> Collected data:
──────────────────────────────

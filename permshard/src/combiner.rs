//! Ordered merge of task outputs into one combined file.

use std::fs::{self, File};
use std::io::{BufRead, BufReader, BufWriter, Write};
use std::path::{Path, PathBuf};

use tracing::{debug, info};

use crate::error::StorageError;
use crate::generator::TaskOutput;

/// Result of a successful merge.
#[derive(Debug, Clone, PartialEq, Eq)]
pub struct CombineSummary {
    /// Where the combined records were written
    pub path: PathBuf,
    /// Number of task outputs merged
    pub sources: usize,
    /// Number of records written
    pub records: u64,
}

/// Concatenates task outputs, in the order given, into a single file.
///
/// Each output is streamed line by line, so memory use is bounded by the
/// longest record rather than the size of any file. Outputs are never
/// interleaved.
#[derive(Debug, Clone)]
pub struct Combiner {
    destination: PathBuf,
}

impl Combiner {
    pub fn new(destination: impl Into<PathBuf>) -> Self {
        Self {
            destination: destination.into(),
        }
    }

    pub fn destination(&self) -> &Path {
        &self.destination
    }

    /// Merge `outputs` into the destination file, replacing its contents.
    ///
    /// On error the destination is left partially written.
    pub fn combine(&self, outputs: &[TaskOutput]) -> Result<CombineSummary, StorageError> {
        let dest = &self.destination;
        if let Some(parent) = dest.parent().filter(|p| !p.as_os_str().is_empty()) {
            fs::create_dir_all(parent).map_err(|e| StorageError::create_dir(parent, e))?;
        }

        let file = File::create(dest).map_err(|e| StorageError::create(dest, e))?;
        let mut writer = BufWriter::new(file);

        let records = combine_into(outputs, &mut writer, dest)?;
        writer.flush().map_err(|e| StorageError::write(dest, e))?;

        info!(
            path = %dest.display(),
            sources = outputs.len(),
            records,
            "Combined output written"
        );

        Ok(CombineSummary {
            path: dest.clone(),
            sources: outputs.len(),
            records,
        })
    }
}

/// Stream the records of `outputs` into `out`, returning the record count.
///
/// `dest` only labels write errors. A final line missing its newline gets
/// one so records from consecutive outputs never run together.
pub fn combine_into<W: Write>(
    outputs: &[TaskOutput],
    out: &mut W,
    dest: &Path,
) -> Result<u64, StorageError> {
    let mut line = Vec::new();
    let mut total = 0u64;

    for output in outputs {
        let path = output.location();
        let file = File::open(path).map_err(|e| StorageError::read(path, e))?;
        let mut reader = BufReader::new(file);
        let mut records = 0u64;

        loop {
            line.clear();
            let read = reader
                .read_until(b'\n', &mut line)
                .map_err(|e| StorageError::read(path, e))?;
            if read == 0 {
                break;
            }
            if line.last() != Some(&b'\n') {
                line.push(b'\n');
            }
            out.write_all(&line)
                .map_err(|e| StorageError::write(dest, e))?;
            records += 1;
        }

        debug!(
            task = output.index(),
            path = %path.display(),
            records,
            "Merged task output"
        );
        total += records;
    }

    Ok(total)
}
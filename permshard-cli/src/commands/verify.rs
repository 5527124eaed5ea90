//! Verify command - check a combined output file.

use std::path::PathBuf;

use permshard::verify::verify_combined;

use crate::error::CliError;
use crate::runner::CliRunner;

/// Arguments for the verify command.
pub struct VerifyArgs {
    pub combined: Option<PathBuf>,
    pub length: usize,
    pub config: Option<PathBuf>,
    pub debug: bool,
}

/// Run the verify command.
pub fn run(args: VerifyArgs) -> Result<(), CliError> {
    let runner = CliRunner::new(args.config.as_deref(), args.debug)?;
    runner.log_startup("verify");

    let path = args
        .combined
        .unwrap_or_else(|| runner.config().output.combined_file.clone());

    let report = verify_combined(&path, args.length)?;

    println!("Verification of {}", path.display());
    println!("  Records:          {}", report.records);
    match report.expected {
        Some(expected) => println!("  Expected:         {}", expected),
        None => println!("  Expected:         (overflows u64)"),
    }
    println!("  Duplicates:       {}", report.duplicates);
    println!("  Malformed:        {}", report.malformed);
    println!("  Order violations: {}", report.order_violations);
    println!("  Leading elements: {}", report.heads.len());

    if report.is_valid() {
        println!();
        println!("OK");
        Ok(())
    } else {
        Err(CliError::VerificationFailed(format!(
            "{} is not a complete permutation set of length {}",
            path.display(),
            args.length
        )))
    }
}
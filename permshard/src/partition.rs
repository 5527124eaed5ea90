//! Partitioning of the permutation space by leading element.
//!
//! Every element of the input becomes the fixed head of exactly one
//! [`Task`]. The tasks' permutation sets are disjoint and together cover all
//! permutations of the input.

use std::fmt::{self, Display};
use std::fs;
use std::path::{Path, PathBuf};
use std::str::FromStr;

use tracing::debug;

use crate::error::{PipelineError, PipelineResult, StorageError};
use crate::sequence::InputSequence;

/// Prefix of every per-task output file.
pub const TASK_FILE_PREFIX: &str = "perm_";

/// Extension of every per-task output file.
pub const TASK_FILE_EXTENSION: &str = "txt";

/// How per-task output files are named.
#[derive(Debug, Clone, Copy, Default, PartialEq, Eq, Hash)]
pub enum NamingScheme {
    /// `perm_<element>.txt`, using the element's display text
    #[default]
    Element,
    /// `perm_<index>.txt`, using the zero-based input position
    Index,
}

impl NamingScheme {
    /// File name for the task at `index` with head `element`.
    pub fn file_name<T: Display>(&self, index: usize, element: &T) -> String {
        match self {
            NamingScheme::Element => {
                format!("{}{}.{}", TASK_FILE_PREFIX, element, TASK_FILE_EXTENSION)
            }
            NamingScheme::Index => {
                format!("{}{}.{}", TASK_FILE_PREFIX, index, TASK_FILE_EXTENSION)
            }
        }
    }

    pub fn as_str(&self) -> &'static str {
        match self {
            NamingScheme::Element => "element",
            NamingScheme::Index => "index",
        }
    }
}

impl fmt::Display for NamingScheme {
    fn fmt(&self, f: &mut fmt::Formatter<'_>) -> fmt::Result {
        f.write_str(self.as_str())
    }
}

impl FromStr for NamingScheme {
    type Err = String;

    fn from_str(s: &str) -> Result<Self, Self::Err> {
        match s.trim().to_lowercase().as_str() {
            "element" => Ok(NamingScheme::Element),
            "index" => Ok(NamingScheme::Index),
            other => Err(format!(
                "unknown naming scheme '{}', expected 'element' or 'index'",
                other
            )),
        }
    }
}

/// One partition of the permutation space.
///
/// Carries everything a worker needs; nothing is shared with other tasks.
#[derive(Debug, Clone, PartialEq, Eq)]
pub struct Task<T> {
    index: usize,
    fixed: T,
    remainder: Vec<T>,
    location: PathBuf,
}

impl<T> Task<T> {
    /// Submission position of this task.
    pub fn index(&self) -> usize {
        self.index
    }

    /// The element every record of this task starts with.
    pub fn fixed(&self) -> &T {
        &self.fixed
    }

    /// The other input elements, in input order.
    pub fn remainder(&self) -> &[T] {
        &self.remainder
    }

    /// Where this task's records are written.
    pub fn location(&self) -> &Path {
        &self.location
    }
}

/// Splits an input sequence into one task per element.
#[derive(Debug, Clone)]
pub struct Partitioner {
    output_dir: PathBuf,
    naming: NamingScheme,
}

impl Partitioner {
    pub fn new(output_dir: impl Into<PathBuf>, naming: NamingScheme) -> Self {
        Self {
            output_dir: output_dir.into(),
            naming,
        }
    }

    pub fn output_dir(&self) -> &Path {
        &self.output_dir
    }

    pub fn naming(&self) -> NamingScheme {
        self.naming
    }

    /// Create the output directory if it does not exist.
    ///
    /// Idempotent. Fails if the path exists as something other than a
    /// directory or cannot be created.
    pub fn ensure_output_dir(&self) -> Result<(), StorageError> {
        let dir = &self.output_dir;
        if dir.exists() && !dir.is_dir() {
            return Err(StorageError::NotADirectory { path: dir.clone() });
        }
        fs::create_dir_all(dir).map_err(|e| StorageError::create_dir(dir, e))?;
        debug!(path = %dir.display(), "Output directory ready");
        Ok(())
    }

    /// Where each task of `input` will be written, in input order.
    ///
    /// Validates file names without touching the filesystem.
    pub fn task_locations<T: Display>(
        &self,
        input: &InputSequence<T>,
    ) -> PipelineResult<Vec<PathBuf>> {
        input
            .iter()
            .enumerate()
            .map(|(index, element)| {
                if self.naming == NamingScheme::Element {
                    check_file_safe(&element.to_string())?;
                }
                Ok(self.output_dir.join(self.naming.file_name(index, element)))
            })
            .collect()
    }

    /// Produce the tasks for `input`, in input order.
    ///
    /// File names are validated before the output directory is touched, so a
    /// rejected input leaves the filesystem unchanged.
    pub fn partition<T>(&self, input: &InputSequence<T>) -> PipelineResult<Vec<Task<T>>>
    where
        T: Clone + Display,
    {
        let locations = self.task_locations(input)?;
        self.ensure_output_dir()?;

        let tasks: Vec<Task<T>> = locations
            .into_iter()
            .enumerate()
            .filter_map(|(index, location)| {
                let (fixed, rest) = input.split_at_index(index)?;
                Some(Task {
                    index,
                    fixed: fixed.clone(),
                    remainder: rest.into_iter().cloned().collect(),
                    location,
                })
            })
            .collect();

        debug!(
            tasks = tasks.len(),
            naming = %self.naming,
            "Partitioned input"
        );
        Ok(tasks)
    }
}

/// Reject display text that cannot be embedded in a single file name.
fn check_file_safe(text: &str) -> PipelineResult<()> {
    let unsafe_char = text
        .chars()
        .any(|c| c == '/' || c == '\\' || c == '\0' || c.is_control());
    if text.is_empty() || text == "." || text == ".." || unsafe_char {
        return Err(PipelineError::InvalidInput(format!(
            "element '{}' cannot be used in a file name; use index naming",
            text.escape_debug()
        )));
    }
    Ok(())
}
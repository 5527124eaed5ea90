//! permshard CLI - Command-line interface
//!
//! This binary provides a command-line interface to the permshard library.

mod commands;
mod error;
mod runner;

use std::path::PathBuf;

use clap::{Parser, Subcommand};
use commands::config::ConfigCommands;
use commands::run::{NamingArg, RunArgs};
use commands::verify::VerifyArgs;

#[derive(Parser)]
#[command(name = "permshard")]
#[command(version = permshard::VERSION)]
#[command(about = "Generate every permutation in parallel, one file per leading element", long_about = None)]
struct Cli {
    /// Config file to use instead of ~/.permshard/config.ini
    #[arg(long, global = true)]
    config: Option<PathBuf>,

    /// Enable debug logging on stdout
    #[arg(long, global = true)]
    debug: bool,

    #[command(subcommand)]
    command: Commands,
}

#[derive(Subcommand)]
enum Commands {
    /// Generate all permutations of the given elements and merge them
    Run {
        /// Distinct elements to permute (default: 1 2 3 4 5 6 7 8 9 10)
        elements: Vec<String>,

        /// Directory for per-task files (default from config: perm_output)
        #[arg(long)]
        output_dir: Option<PathBuf>,

        /// Combined output file (default from config: combined_permutations.txt)
        #[arg(long)]
        combined: Option<PathBuf>,

        /// Maximum worker threads, 0 for one per CPU core
        #[arg(long)]
        workers: Option<usize>,

        /// Per-task file naming scheme
        #[arg(long, value_enum)]
        naming: Option<NamingArg>,
    },

    /// Check that a combined output holds every permutation exactly once
    Verify {
        /// Combined output file (default from config)
        #[arg(long)]
        combined: Option<PathBuf>,

        /// Number of elements the run permuted
        #[arg(long)]
        length: usize,
    },

    /// Manage the configuration file
    #[command(subcommand)]
    Config(ConfigCommands),
}

fn main() {
    let cli = Cli::parse();

    let result = match cli.command {
        Commands::Run {
            elements,
            output_dir,
            combined,
            workers,
            naming,
        } => commands::run::run(RunArgs {
            elements,
            output_dir,
            combined,
            workers,
            naming,
            config: cli.config,
            debug: cli.debug,
        }),
        Commands::Verify { combined, length } => commands::verify::run(VerifyArgs {
            combined,
            length,
            config: cli.config,
            debug: cli.debug,
        }),
        Commands::Config(command) => commands::config::run(command, cli.config),
    };

    if let Err(e) = result {
        e.exit();
    }
}
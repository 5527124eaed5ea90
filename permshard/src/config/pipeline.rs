//! Pipeline run configuration.

use std::path::{Path, PathBuf};

use super::defaults::{
    DEFAULT_COMBINED_FILE, DEFAULT_MAX_WORKERS, DEFAULT_NAMING, DEFAULT_OUTPUT_DIR,
};
use super::settings::ConfigFile;
use crate::partition::NamingScheme;

/// Configuration for one pipeline run.
///
/// Groups the output locations, naming scheme and worker cap, providing the
/// defaults of the reference run while allowing customization.
///
/// # Example
///
/// ```
/// use permshard::config::PipelineConfig;
/// use permshard::partition::NamingScheme;
///
/// // Using defaults
/// let config = PipelineConfig::default();
/// assert_eq!(config.output_dir().to_str(), Some("perm_output"));
/// assert_eq!(config.max_workers(), 0);
///
/// // Custom configuration
/// let config = PipelineConfig::new()
///     .with_output_dir("/tmp/perms")
///     .with_naming(NamingScheme::Index)
///     .with_max_workers(4);
/// assert_eq!(config.max_workers(), 4);
/// ```
#[derive(Debug, Clone, PartialEq, Eq)]
pub struct PipelineConfig {
    /// Directory for per-task files
    output_dir: PathBuf,
    /// Combined output file
    combined_file: PathBuf,
    /// Per-task file naming
    naming: NamingScheme,
    /// Worker cap, 0 for automatic
    max_workers: usize,
}

impl PipelineConfig {
    /// Create a new pipeline configuration with default values.
    pub fn new() -> Self {
        Self::default()
    }

    /// Build a configuration from the values in a loaded config file.
    pub fn from_config_file(config: &ConfigFile) -> Self {
        Self {
            output_dir: config.output.directory.clone(),
            combined_file: config.output.combined_file.clone(),
            naming: config.output.naming,
            max_workers: config.workers.max_workers,
        }
    }

    /// Set the directory that receives per-task files.
    ///
    /// Default: `perm_output`.
    pub fn with_output_dir(mut self, dir: impl Into<PathBuf>) -> Self {
        self.output_dir = dir.into();
        self
    }

    /// Set the combined output file.
    ///
    /// Default: `combined_permutations.txt`.
    pub fn with_combined_file(mut self, file: impl Into<PathBuf>) -> Self {
        self.combined_file = file.into();
        self
    }

    /// Set the per-task file naming scheme.
    pub fn with_naming(mut self, naming: NamingScheme) -> Self {
        self.naming = naming;
        self
    }

    /// Cap the number of worker threads.
    ///
    /// `0` uses one worker per available CPU. The pool never starts more
    /// workers than there are tasks.
    pub fn with_max_workers(mut self, workers: usize) -> Self {
        self.max_workers = workers;
        self
    }

    pub fn output_dir(&self) -> &Path {
        &self.output_dir
    }

    pub fn combined_file(&self) -> &Path {
        &self.combined_file
    }

    pub fn naming(&self) -> NamingScheme {
        self.naming
    }

    pub fn max_workers(&self) -> usize {
        self.max_workers
    }
}

impl Default for PipelineConfig {
    fn default() -> Self {
        Self {
            output_dir: PathBuf::from(DEFAULT_OUTPUT_DIR),
            combined_file: PathBuf::from(DEFAULT_COMBINED_FILE),
            naming: DEFAULT_NAMING,
            max_workers: DEFAULT_MAX_WORKERS,
        }
    }
}
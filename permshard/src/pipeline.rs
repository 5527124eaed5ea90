//! End-to-end pipeline: partition, generate in parallel, merge in order.
//!
//! # Example
//!
//! ```no_run
//! use permshard::config::PipelineConfig;
//! use permshard::pipeline::Pipeline;
//! use permshard::sequence::InputSequence;
//!
//! let pipeline = Pipeline::new(PipelineConfig::default());
//! let report = pipeline.run(&InputSequence::reference())?;
//! println!("{}", report.summary());
//! # Ok::<(), permshard::error::PipelineError>(())
//! ```

use std::env;
use std::fmt::Display;
use std::path::{Component, Path, PathBuf};
use std::time::{Duration, Instant};

use tracing::{info, instrument};

use crate::combiner::{CombineSummary, Combiner};
use crate::config::PipelineConfig;
use crate::error::{PipelineError, PipelineResult};
use crate::generator::{write_task, TaskOutput};
use crate::partition::Partitioner;
use crate::permute::factorial;
use crate::pool::WorkerPool;
use crate::sequence::InputSequence;

/// Outcome of a successful run.
#[derive(Debug, Clone)]
pub struct RunReport {
    /// Per-task outputs in input order
    pub task_outputs: Vec<TaskOutput>,
    /// The merged output
    pub combined: CombineSummary,
    /// Wall-clock time from partitioning to the end of the merge
    pub elapsed: Duration,
}

impl RunReport {
    /// Path of the combined output file.
    pub fn combined_path(&self) -> &Path {
        &self.combined.path
    }

    /// Records written to the combined output.
    pub fn total_records(&self) -> u64 {
        self.combined.records
    }

    /// One-line timing summary.
    pub fn summary(&self) -> String {
        format!("Total Time Taken: {:.2} seconds", self.elapsed.as_secs_f64())
    }
}

/// Runs the whole permutation pipeline for a configuration.
#[derive(Debug, Clone)]
pub struct Pipeline {
    config: PipelineConfig,
}

impl Pipeline {
    pub fn new(config: PipelineConfig) -> Self {
        Self { config }
    }

    pub fn config(&self) -> &PipelineConfig {
        &self.config
    }

    /// Enumerate every permutation of `input` into the configured files.
    ///
    /// Fails on the first error from any stage. Files already written stay
    /// on disk, and the combined file must not be trusted after a failure.
    #[instrument(skip_all, fields(elements = input.len()))]
    pub fn run<T>(&self, input: &InputSequence<T>) -> PipelineResult<RunReport>
    where
        T: Clone + Display + Send + Sync,
    {
        let start = Instant::now();

        let partitioner = Partitioner::new(self.config.output_dir(), self.config.naming());
        let locations = partitioner.task_locations(input)?;
        check_combined_target(self.config.combined_file(), &locations)?;
        let tasks = partitioner.partition(input)?;

        let pool = WorkerPool::new(self.config.max_workers());
        let task_outputs = pool.run(&tasks, write_task)?;

        let combined = Combiner::new(self.config.combined_file()).combine(&task_outputs)?;
        check_record_count(input.len(), combined.records)?;

        let report = RunReport {
            task_outputs,
            combined,
            elapsed: start.elapsed(),
        };
        info!(
            records = report.total_records(),
            combined = %report.combined_path().display(),
            elapsed_ms = report.elapsed.as_millis() as u64,
            "Pipeline completed"
        );
        Ok(report)
    }
}

/// Reject a combined file that would overwrite one of the task files.
///
/// Paths are compared lexically after resolving them against the current
/// directory; symlinks are not followed.
fn check_combined_target(combined: &Path, locations: &[PathBuf]) -> PipelineResult<()> {
    let target = comparable(combined);
    if locations.iter().any(|location| comparable(location) == target) {
        return Err(PipelineError::InvalidInput(format!(
            "combined file '{}' is also a per-task output file",
            combined.display()
        )));
    }
    Ok(())
}

fn comparable(path: &Path) -> PathBuf {
    let absolute = if path.is_absolute() {
        path.to_path_buf()
    } else {
        env::current_dir()
            .map(|cwd| cwd.join(path))
            .unwrap_or_else(|_| path.to_path_buf())
    };

    let mut out = PathBuf::new();
    for component in absolute.components() {
        match component {
            Component::CurDir => {}
            Component::ParentDir => {
                out.pop();
            }
            other => out.push(other.as_os_str()),
        }
    }
    out
}

/// An input of `n` elements yields `n!` records; no elements yield none.
fn check_record_count(n: usize, actual: u64) -> PipelineResult<()> {
    let expected = if n == 0 { Some(0) } else { factorial(n) };
    match expected {
        Some(expected) if expected != actual => {
            Err(PipelineError::RecordCount { expected, actual })
        }
        _ => Ok(()),
    }
}

#[cfg(test)]
mod tests {
    use super::*;
    use crate::error::StorageError;
    use std::fs;
    use tempfile::TempDir;

    fn config(dir: &Path) -> PipelineConfig {
        PipelineConfig::new()
            .with_output_dir(dir.join("perm_output"))
            .with_combined_file(dir.join("combined_permutations.txt"))
    }

    #[test]
    fn test_run_three_elements() {
        let temp = TempDir::new().unwrap();
        let pipeline = Pipeline::new(config(temp.path()));

        let report = pipeline
            .run(&InputSequence::new(vec![1, 2, 3]).unwrap())
            .unwrap();

        assert_eq!(report.total_records(), 6);
        assert_eq!(report.task_outputs.len(), 3);
        assert_eq!(
            fs::read_to_string(report.combined_path()).unwrap(),
            "[1, 2, 3]\n[1, 3, 2]\n[2, 1, 3]\n[2, 3, 1]\n[3, 1, 2]\n[3, 2, 1]\n"
        );
    }

    #[test]
    fn test_run_empty_input() {
        let temp = TempDir::new().unwrap();
        let pipeline = Pipeline::new(config(temp.path()));

        let report = pipeline
            .run(&InputSequence::<u32>::new(Vec::new()).unwrap())
            .unwrap();

        assert!(report.task_outputs.is_empty());
        assert_eq!(report.total_records(), 0);
        assert_eq!(fs::read_to_string(report.combined_path()).unwrap(), "");
        let files = fs::read_dir(temp.path().join("perm_output")).unwrap().count();
        assert_eq!(files, 0);
    }

    #[test]
    fn test_output_dir_collision_fails_before_dispatch() {
        let temp = TempDir::new().unwrap();
        fs::write(temp.path().join("perm_output"), "occupied").unwrap();
        let pipeline = Pipeline::new(config(temp.path()));

        let err = pipeline
            .run(&InputSequence::new(vec![1, 2, 3]).unwrap())
            .unwrap_err();

        assert!(matches!(
            err,
            PipelineError::Storage(StorageError::NotADirectory { .. })
        ));
        assert!(!temp.path().join("combined_permutations.txt").exists());
    }

    #[test]
    fn test_combined_file_cannot_be_a_task_file() {
        let temp = TempDir::new().unwrap();
        let config =
            config(temp.path()).with_combined_file(temp.path().join("perm_output/./perm_3.txt"));

        let err = Pipeline::new(config)
            .run(&InputSequence::new(vec![1, 2, 3]).unwrap())
            .unwrap_err();

        assert!(matches!(err, PipelineError::InvalidInput(_)));
        assert!(!temp.path().join("perm_output").exists());
    }

    #[test]
    fn test_combined_file_beside_task_files_is_allowed() {
        let temp = TempDir::new().unwrap();
        let config =
            config(temp.path()).with_combined_file(temp.path().join("perm_output/all.txt"));

        let report = Pipeline::new(config)
            .run(&InputSequence::new(vec![1, 2, 3]).unwrap())
            .unwrap();

        assert_eq!(report.total_records(), 6);
    }

    #[test]
    fn test_comparable_resolves_dot_components() {
        assert_eq!(
            comparable(Path::new("/data/out/../out/./perm_1.txt")),
            PathBuf::from("/data/out/perm_1.txt")
        );
        let relative = comparable(Path::new("out/perm_1.txt"));
        assert!(relative.is_absolute());
        assert!(relative.ends_with("out/perm_1.txt"));
    }

    #[test]
    fn test_record_count_check() {
        assert!(check_record_count(3, 6).is_ok());
        assert!(check_record_count(0, 0).is_ok());
        assert!(check_record_count(1, 1).is_ok());

        match check_record_count(3, 4).unwrap_err() {
            PipelineError::RecordCount { expected, actual } => {
                assert_eq!(expected, 6);
                assert_eq!(actual, 4);
            }
            other => panic!("unexpected error: {other:?}"),
        }
        assert!(check_record_count(0, 1).is_err());
    }

    #[test]
    fn test_summary_format() {
        let report = RunReport {
            task_outputs: Vec::new(),
            combined: CombineSummary {
                path: "c.txt".into(),
                sources: 0,
                records: 0,
            },
            elapsed: Duration::from_millis(1234),
        };
        assert_eq!(report.summary(), "Total Time Taken: 1.23 seconds");
    }
}
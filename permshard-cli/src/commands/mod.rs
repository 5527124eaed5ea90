//! CLI command implementations.
//!
//! Each subcommand has its own module with argument definitions and handlers.
//!
//! # Command Modules
//!
//! - [`config`] - Configuration management (path, show, init)
//! - [`run`] - Generate all permutations and merge them
//! - [`verify`] - Check a combined output file

pub mod config;
pub mod run;
pub mod verify;
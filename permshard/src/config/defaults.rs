//! Default values and constants for all configuration settings.
//!
//! Contains all `DEFAULT_*` constants, the CPU helper used to size the
//! worker pool, and the `ConfigFile::default()` implementation.

use std::path::PathBuf;

use super::settings::*;
use crate::partition::NamingScheme;

// =============================================================================
// CPU helpers
// =============================================================================

/// Get the number of available CPU cores.
pub fn num_cpus() -> usize {
    std::thread::available_parallelism()
        .map(|n| n.get())
        .unwrap_or(1)
}

// =============================================================================
// Output
// =============================================================================

/// Directory that receives the per-task files.
pub const DEFAULT_OUTPUT_DIR: &str = "perm_output";

/// File that receives the merged records.
pub const DEFAULT_COMBINED_FILE: &str = "combined_permutations.txt";

/// Per-task file naming.
pub const DEFAULT_NAMING: NamingScheme = NamingScheme::Element;

// =============================================================================
// Workers
// =============================================================================

/// Worker cap; `0` sizes the pool from the available CPUs.
pub const DEFAULT_MAX_WORKERS: usize = 0;

/// Upper bound accepted for an explicit worker cap.
pub const MAX_WORKERS_LIMIT: usize = 1024;

// =============================================================================
// Logging
// =============================================================================

/// Log file name inside the config directory.
pub const DEFAULT_LOG_FILE_NAME: &str = "permshard.log";

impl Default for ConfigFile {
    fn default() -> Self {
        let config_dir = super::file::config_directory();

        Self {
            output: OutputSettings {
                directory: PathBuf::from(DEFAULT_OUTPUT_DIR),
                combined_file: PathBuf::from(DEFAULT_COMBINED_FILE),
                naming: DEFAULT_NAMING,
            },
            workers: WorkerSettings {
                max_workers: DEFAULT_MAX_WORKERS,
            },
            logging: LoggingSettings {
                file: config_dir.join(DEFAULT_LOG_FILE_NAME),
            },
        }
    }
}

#[cfg(test)]
mod tests {
    use super::*;

    #[test]
    fn test_num_cpus_is_positive() {
        assert!(num_cpus() >= 1);
    }

    #[test]
    fn test_default_config_values() {
        let config = ConfigFile::default();
        assert_eq!(config.output.directory, PathBuf::from("perm_output"));
        assert_eq!(
            config.output.combined_file,
            PathBuf::from("combined_permutations.txt")
        );
        assert_eq!(config.output.naming, NamingScheme::Element);
        assert_eq!(config.workers.max_workers, 0);
        assert!(config.logging.file.ends_with("permshard.log"));
    }
}
//! Configuration file handling for ~/.permshard/config.ini.
//!
//! Loads and saves user configuration with sensible defaults.
//! Settings structs live in [`super::settings`], constants in [`super::defaults`],
//! parsing in [`super::parser`], and serialization in [`super::writer`].

use ini::Ini;
use std::path::{Path, PathBuf};
use thiserror::Error;

use super::settings::ConfigFile;

/// Configuration file errors.
#[derive(Debug, Error)]
pub enum ConfigFileError {
    /// Failed to read config file
    #[error("Failed to read config file: {0}")]
    ReadError(#[from] ini::Error),

    /// Failed to write config file
    #[error("Failed to write config file: {0}")]
    WriteError(String),

    /// Invalid configuration value
    #[error("Invalid configuration: {section}.{key} = '{value}' - {reason}")]
    InvalidValue {
        section: String,
        key: String,
        value: String,
        reason: String,
    },

    /// Failed to create config directory
    #[error("Failed to create config directory: {0}")]
    DirectoryError(std::io::Error),
}

impl ConfigFile {
    /// Load configuration from the default path (~/.permshard/config.ini).
    ///
    /// If the file doesn't exist, returns defaults.
    pub fn load() -> Result<Self, ConfigFileError> {
        let path = config_file_path();
        Self::load_from(&path)
    }

    /// Load configuration from a specific path.
    ///
    /// If the file doesn't exist, returns defaults.
    pub fn load_from(path: &Path) -> Result<Self, ConfigFileError> {
        if !path.exists() {
            return Ok(Self::default());
        }

        let ini = Ini::load_from_file(path)?;
        super::parser::parse_ini(&ini)
    }

    /// Save configuration to the default path (~/.permshard/config.ini).
    pub fn save(&self) -> Result<(), ConfigFileError> {
        let path = config_file_path();
        self.save_to(&path)
    }

    /// Save configuration to a specific path.
    pub fn save_to(&self, path: &Path) -> Result<(), ConfigFileError> {
        if let Some(parent) = path.parent().filter(|p| !p.as_os_str().is_empty()) {
            std::fs::create_dir_all(parent).map_err(ConfigFileError::DirectoryError)?;
        }

        let content = super::writer::to_config_string(self);
        std::fs::write(path, content).map_err(|e| ConfigFileError::WriteError(e.to_string()))
    }

    /// Create the default config file if it doesn't exist.
    ///
    /// Returns the path to the config file.
    pub fn ensure_exists() -> Result<PathBuf, ConfigFileError> {
        let path = config_file_path();
        Self::ensure_exists_at(&path)?;
        Ok(path)
    }

    /// Create a default config file at `path` unless one is already there.
    ///
    /// Returns `true` if a file was written.
    pub fn ensure_exists_at(path: &Path) -> Result<bool, ConfigFileError> {
        if path.exists() {
            return Ok(false);
        }
        Self::default().save_to(path)?;
        Ok(true)
    }
}

/// Get the path to the config directory (~/.permshard).
pub fn config_directory() -> PathBuf {
    dirs::home_dir()
        .unwrap_or_else(|| PathBuf::from("."))
        .join(".permshard")
}

/// Get the path to the config file (~/.permshard/config.ini).
pub fn config_file_path() -> PathBuf {
    config_directory().join("config.ini")
}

──────────────────────────────

> Task goal: Whenever the word "starts" occurs in a line above, copy that line.

> Task output:
    /// The element every record of this task starts with.
    /// `0` uses one worker per available CPU. The pool never starts more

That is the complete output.